Wide/long table format
Featured in 1 main post
We can arrange a data table in different ways to represent the same information, depending on what is convenient for us. Wide and long table formats are both useful, depending on our needs, and in this page we’ll see how to easily convert a table between them.
Example data
Let’s divide a group of co-workers from a small regional branch of a paper company in two teams for a friendly match of basketball. To encourage cross-departmental collaboration, each team will have one person from each type of position. We’ll first create a table, where each row corresponds to a team.
# Load data.table library
library(data.table)
# Create a data.table
example.wide <- data.table(team=c("Scranton.1","Scranton.2"),
sales=c("Jim","Stanley"),
accounting=c("Angela","Oscar"),
HR=c("Toby","Holly"),
manager=c("Michael","Deangelo"),
warehouse=c("Darryl","Roy"))
example.wide
## team sales accounting HR manager warehouse
## 1: Scranton.1 Jim Angela Toby Michael Darryl
## 2: Scranton.2 Stanley Oscar Holly Deangelo Roy
This is considered a wide table format, as it expands in width if more players are added. This format is fine to display the teams’ lineups, but very limiting for common admin tasks. For example, it’s impossible to add more information on each player, such as height, or an ID number. A more practical way to organize the data is in the long format, so that each row corresponds to a player.
From wide to long format
The melt function converts a table from the wide to the long format:
example.long <- example.wide |>
melt(id.vars="team",
variable.name="department",
value.name="name")
example.long
## team department name
## 1: Scranton.1 sales Jim
## 2: Scranton.2 sales Stanley
## 3: Scranton.1 accounting Angela
## 4: Scranton.2 accounting Oscar
## 5: Scranton.1 HR Toby
## 6: Scranton.2 HR Holly
## 7: Scranton.1 manager Michael
## 8: Scranton.2 manager Deangelo
## 9: Scranton.1 warehouse Darryl
## 10: Scranton.2 warehouse Roy
Arguments of melt function:
-
id.vars: The name of the column(s) that work as row identifiers. They must not overlap withmeasure.vars(see below). Defaults to all columns exceptmeasure.varsif unspecified. Example:id.vars="id.column"orid.vars=c("id.column.1","id.column.2"). -
measure.vars(not used here): The names of the columns with the values. They must not overlap withid.vars. Defaults to all columns exceptid.varsif unspecified, as in this case. Example:measure.vars="measure.column"ormeasure.vars=c("measure.column.1","measure.column.2"). -
variable.name: Name that will be given to the column with the names ofmeasure.varscolumns of the wide table. Defaults to “variable” if unspecified. -
value.name: Name that will be given to the column with the values ofmeasure.varscolumns of the wide table. Defaults to “value” if unspecified.
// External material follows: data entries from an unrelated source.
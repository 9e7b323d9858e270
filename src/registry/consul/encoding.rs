//! Consul 标签编解码
//!
//! Consul 的服务定义只有扁平的标签列表，版本、元数据和方法描述都编码成
//! `<prefix>-<base64>` 形式的标签。

use crate::registry::Endpoint;
use base64::Engine;
use base64::engine::general_purpose::URL_SAFE_NO_PAD;
use std::collections::BTreeMap;
use std::time::Duration;

pub const VERSION_PREFIX: &str = "v";
pub const SERVICE_METADATA_PREFIX: &str = "sm";
pub const NODE_METADATA_PREFIX: &str = "nm";
pub const ENDPOINT_PREFIX: &str = "e";

const MIN_DEREGISTER_AFTER: Duration = Duration::from_secs(60);

fn tag(prefix: &str, payload: &[u8]) -> String {
    format!("{}-{}", prefix, URL_SAFE_NO_PAD.encode(payload))
}

fn payloads<'a>(prefix: &'a str, tags: &'a [String]) -> impl Iterator<Item = Vec<u8>> + 'a {
    tags.iter().filter_map(move |t| {
        let encoded = t.strip_prefix(prefix)?.strip_prefix('-')?;
        URL_SAFE_NO_PAD.decode(encoded).ok()
    })
}

pub fn encode_version(version: &str) -> Vec<String> {
    if version.is_empty() {
        return Vec::new();
    }
    vec![tag(VERSION_PREFIX, version.as_bytes())]
}

pub fn decode_version(tags: &[String]) -> Option<String> {
    payloads(VERSION_PREFIX, tags)
        .find_map(|bytes| String::from_utf8(bytes).ok())
}

/// 每个键值对一个标签
pub fn encode_metadata(prefix: &str, metadata: &BTreeMap<String, String>) -> Vec<String> {
    metadata
        .iter()
        .filter_map(|(k, v)| {
            let mut single = BTreeMap::new();
            single.insert(k, v);
            serde_json::to_vec(&single).ok().map(|json| tag(prefix, &json))
        })
        .collect()
}

pub fn decode_metadata(prefix: &str, tags: &[String]) -> BTreeMap<String, String> {
    let mut metadata = BTreeMap::new();
    for bytes in payloads(prefix, tags) {
        if let Ok(entry) = serde_json::from_slice::<BTreeMap<String, String>>(&bytes) {
            metadata.extend(entry);
        }
    }
    metadata
}

pub fn encode_endpoints(endpoints: &[Endpoint]) -> Vec<String> {
    endpoints
        .iter()
        .filter_map(|e| serde_json::to_vec(e).ok())
        .map(|json| tag(ENDPOINT_PREFIX, &json))
        .collect()
}

pub fn decode_endpoints(tags: &[String]) -> Vec<Endpoint> {
    payloads(ENDPOINT_PREFIX, tags)
        .filter_map(|bytes| serde_json::from_slice(&bytes).ok())
        .collect()
}

/// 渲染为 Go duration 字符串（`10s`、`500ms`）
pub fn go_duration(duration: Duration) -> String {
    if duration.subsec_nanos() == 0 {
        format!("{}s", duration.as_secs())
    } else {
        format!("{}ms", duration.as_millis())
    }
}

/// 检查进入 critical 后多久被 Consul 自动摘除，至少一分钟
pub fn deregister_after(interval: Duration) -> Duration {
    interval.max(MIN_DEREGISTER_AFTER)
}

#[cfg(test)]
mod tests {
    use super::*;

    #[test]
    fn metadata_tags_decode_back() {
        let mut metadata = BTreeMap::new();
        metadata.insert("gray".to_string(), "true".to_string());
        metadata.insert("zone".to_string(), "sh-1".to_string());

        let mut tags = encode_metadata(NODE_METADATA_PREFIX, &metadata);
        tags.extend(encode_version("1.2.0"));
        tags.push("nm-%%%not-base64".to_string());
        tags.push("unrelated".to_string());

        assert_eq!(tags.iter().filter(|t| t.starts_with("nm-")).count(), 3);
        assert_eq!(decode_metadata(NODE_METADATA_PREFIX, &tags), metadata);
        assert!(decode_metadata(SERVICE_METADATA_PREFIX, &tags).is_empty());
        assert_eq!(decode_version(&tags).as_deref(), Some("1.2.0"));
    }

    #[test]
    fn version_prefix_does_not_swallow_other_tags() {
        let tags = vec!["vx-abc".to_string()];
        assert_eq!(decode_version(&tags), None);
    }

    #[test]
    fn go_duration_strings() {
        assert_eq!(go_duration(Duration::from_secs(10)), "10s");
        assert_eq!(go_duration(Duration::from_millis(500)), "500ms");
        assert_eq!(deregister_after(Duration::from_secs(10)), Duration::from_secs(60));
        assert_eq!(deregister_after(Duration::from_secs(90)), Duration::from_secs(90));
    }
}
Now that each player corresponds to a row, we can add more information on each one. Let’s create two new columns to give an ID number to each player and fill in their heights.
example.long[,`:=`(ID=.I,
height.cm=c(187,180,160,173,176,167,182,190,180,189))]
example.long
## team department name ID height.cm
## 1: Scranton.1 sales Jim 1 187
## 2: Scranton.2 sales Stanley 2 180
## 3: Scranton.1 accounting Angela 3 160
## 4: Scranton.2 accounting Oscar 4 173
## 5: Scranton.1 HR Toby 5 176
## 6: Scranton.2 HR Holly 6 167
## 7: Scranton.1 manager Michael 7 182
## 8: Scranton.2 manager Deangelo 8 190
## 9: Scranton.1 warehouse Darryl 9 180
## 10: Scranton.2 warehouse Roy 10 189
From long to wide format
We can go back to the wide format with the dcast function. Let’s use it to arrange the table somewhat differently.
example.wide.2 <- example.long |>
dcast(formula=department~team,
value.var="name")
example.wide.2
## department Scranton.1 Scranton.2
## 1: sales Jim Stanley
## 2: accounting Angela Oscar
## 3: HR Toby Holly
## 4: manager Michael Deangelo
## 5: warehouse Darryl Roy
Arguments of dcast function:
formula: The arrangement that we want in the resulting table, based on the column names of the long table, in the form rows~columns.
value.var: The name of the long table column from which the wide one will take its values.
Each row of our new table corresponds to a department, not a team. The new information we entered (ID number and height) is not there, as there is no way to show more than one attribute for each player (here we show their names). That’s why wide tables are limiting.
If we choose to show just player height in a wide format, this is how we would do it:
example.wide.height <- example.long |>
dcast(formula=department~team,
value.var="height.cm")
example.wide.height
## department Scranton.1 Scranton.2
## 1: sales 187 180
## 2: accounting 160 173
## 3: HR 176 167
## 4: manager 182 190
## 5: warehouse 180 189
We can also revert the long table back to our original wide table:
example.wide.original <- example.long |>
dcast(formula=team~department,
value.var="name")
example.wide.original
## team sales accounting HR manager warehouse
## 1: Scranton.1 Jim Angela Toby Michael Darryl
## 2: Scranton.2 Stanley Oscar Holly Deangelo Roy